- Born: 14 February 1940 Herning
- Died: 31 December 2019 (aged 79) Verbania, Italy
- Known for: Sculpture
- Awards: Eckersberg Medal (1979)

= Eva Sørensen =

Danish sculptor and ceramist (1940–2019)

Eva Sørensen (February 14, 1940 - December 31, 2019) was a prolific Danish sculptor and ceramist whose granite and marble works are exhibited in museums and public spaces across Denmark. She died in Verbania in Italy.

==Life and work==
Born in Herning on 14 February 1940, Sørensen was the daughter of the manufacturer Niels Sørensen and his wife Magda Johanne Benedikte Thomasen. After matriculating from Herning Gymnasium in 1958, she moved to Copenhagen where she became an apprentice with the painter Mogens Andersen. Although she is now a recognized sculptor, she was initially interested in ceramics. Aware that she needed to pursue her studies abroad, in 1959 she went to Paris, where she studied at the Académie du Feu under László Szabó. The following year she returned to Denmark, where she became a student of the ceramist Christian Poulsen in Lyngby. Thereafter she studied in Faenza, Italy, at the Istituto statale d’arte per la ceramica where she focused on terracotta sculpture.

On her return to Denmark in the early 1960s, she was employed as a ceramist by Herman A. Kähler in Næstved. In 1962, she won first prize in the Festival della ceramica in Albisola and, in 1964, she received the Danish annual award for folk art for her new interpretation in ceramics. Designing increasingly abstract works, she began to use other materials such as wood and marble. During the 1970s, she settled in Pietrasanta, the Italian centre for sculpture, where she worked with green granite from Montorfano. In 1977, she moved close to the quarry, adapting her sculpture to the natural markings in the stone. Her talent for adapting her works to the surrounding landscape or architecture contributed to her reputation as one of Denmark's most successful women sculptors, especially in regard to large decorative creations.

In 2014 the Municipality of Milan together with the non - profit organisation Cramum and the Danish Embassy in Rome promoted her last solo exhibition "1962-1982“. The exhibition was hold at the Studio Museo Francesco Messina and it was curated by Sabino Maria Frassà and Andi Kacziba.

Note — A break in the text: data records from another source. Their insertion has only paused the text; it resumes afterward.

// Library exports for the users API
// This file exposes modules and functions for library consumers

pub mod app;
pub mod app_config;
pub mod db;
pub mod handlers;
pub mod middleware;
pub mod migrations;
pub mod models;
pub mod schema;
pub mod services;
pub mod utils;

use std::{any::Any, sync::Arc};

use axum::{
    extract::{DefaultBodyLimit, State},
    http::StatusCode,
    middleware::from_fn_with_state,
    response::{IntoResponse, Json, Response},
    routing::get,
    Router,
};
use tower_http::{catch_panic::CatchPanicLayer, trace::TraceLayer};
use tracing::info;

// Re-export commonly used types
pub use app::AppState;
pub use app_config::{AppConfig, StorageBackend};
pub use db::{DieselUserStore, MemoryUserStore, StoreError, UserStore};
pub use middleware::AuthenticatedUser;
pub use services::{JwtConfig, JwtError, JwtService, UserService};
pub use utils::{ApiError, PasswordConfig};

// Re-export handler route builders
pub use handlers::users_routes;

/// Open the configured store, apply migrations and wire services
pub async fn initialize_app_state(
    config: AppConfig,
) -> Result<AppState, Box<dyn std::error::Error + Send + Sync>> {
    let store: Arc<dyn UserStore> = match config.storage {
        StorageBackend::Postgres => {
            if migrations::should_run_migrations(&config) {
                info!("Running embedded migrations...");
                migrations::run_all_migrations(&config)
                    .await
                    .map_err(|e| format!("Migration failed: {}", e))?;
            }

            info!("Initializing database pool...");
            let pool = db::create_diesel_pool(db::DieselDatabaseConfig::from_app_config(&config))
                .await?;
            Arc::new(DieselUserStore::new(pool))
        },
        StorageBackend::Memory => {
            info!("Using in-memory user store; data is lost on restart");
            Arc::new(MemoryUserStore::new())
        },
    };

    let jwt_service = JwtService::new(JwtConfig::from_app_config(&config));
    let password_config = PasswordConfig::from_app_config(&config);
    let bootstrap_admin = config.bootstrap_admin.clone();

    let state = AppState::new(config, store, jwt_service, password_config);

    if let Some(admin) = bootstrap_admin {
        state
            .user_service
            .ensure_admin(&admin.email, &admin.password)
            .await
            .map_err(|e| format!("Failed to ensure bootstrap admin: {}", e))?;
    }

    Ok(state)
}

/// Full application router with the middleware stack
pub fn build_router(state: AppState) -> Router {
    let cors = middleware::cors_layer(&state.config);
    let body_limit = state.config.server.body_limit_bytes;

    Router::new()
        .nest("/users", handlers::users_routes())
        .route("/health", get(health_check))
        .fallback(not_found)
        .layer(from_fn_with_state(state.clone(), middleware::auth_middleware))
        .layer(from_fn_with_state(state.clone(), middleware::json_body_guard))
        .layer(DefaultBodyLimit::max(body_limit))
        .layer(cors)
        .layer(CatchPanicLayer::custom(handle_panic))
        .layer(TraceLayer::new_for_http())
        .with_state(state)
}

/// Panics render as the generic 500 body
fn handle_panic(err: Box<dyn Any + Send + 'static>) -> Response {
    let detail = if let Some(s) = err.downcast_ref::<String>() {
        s.clone()
    } else if let Some(s) = err.downcast_ref::<&str>() {
        s.to_string()
    } else {
        "unknown panic".to_string()
    };

    ApiError::internal(format!("handler panicked: {}", detail)).into_response()
}

async fn not_found() -> ApiError {
    ApiError::not_found("Not Found")
}

// Health check handler
pub async fn health_check(State(state): State<AppState>) -> impl IntoResponse {
    let timestamp = chrono::Utc::now().to_rfc3339();
    let backend = match state.config.storage {
        StorageBackend::Postgres => "postgres",
        StorageBackend::Memory => "memory",
    };

    let (healthy, storage) = match state.store.health_check().await {
        Ok(()) => (
            true,
            serde_json::json!({ "status": "healthy", "backend": backend, "error": null }),
        ),
        Err(e) => (
            false,
            serde_json::json!({
                "status": "unhealthy",
                "backend": backend,
                "error": format!("Storage check failed: {}", e)
            }),
        ),
    };

    let response = serde_json::json!({
        "status": if healthy { "healthy" } else { "degraded" },
        "service": "bizcards-users",
        "timestamp": timestamp,
        "components": { "storage": storage }
    });

    if healthy {
        (StatusCode::OK, Json(response))
    } else {
        (StatusCode::SERVICE_UNAVAILABLE, Json(response))
    }
}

One of the most notable pieces is her fibreglass and polyester work for the Danish Arts Foundation in 1971 which stands in the atrium of a Fakse nursing home. This was followed in 1974 by a marble sculpture for the residence for Danish students in Flensburg, Germany, and a wood and marble work in Tårnby. Another of her large granite works is the sculpture over two metres tall in the entrance hall of the hospital in Frederikssund.

In 1968, Sørensen became a member of the Grønningen artists' cooperative and in 1979 she was awarded the Eckersberg Medal. In 1982, she represented Denmark at the Venice biennale becoming the first woman to do so since 1948.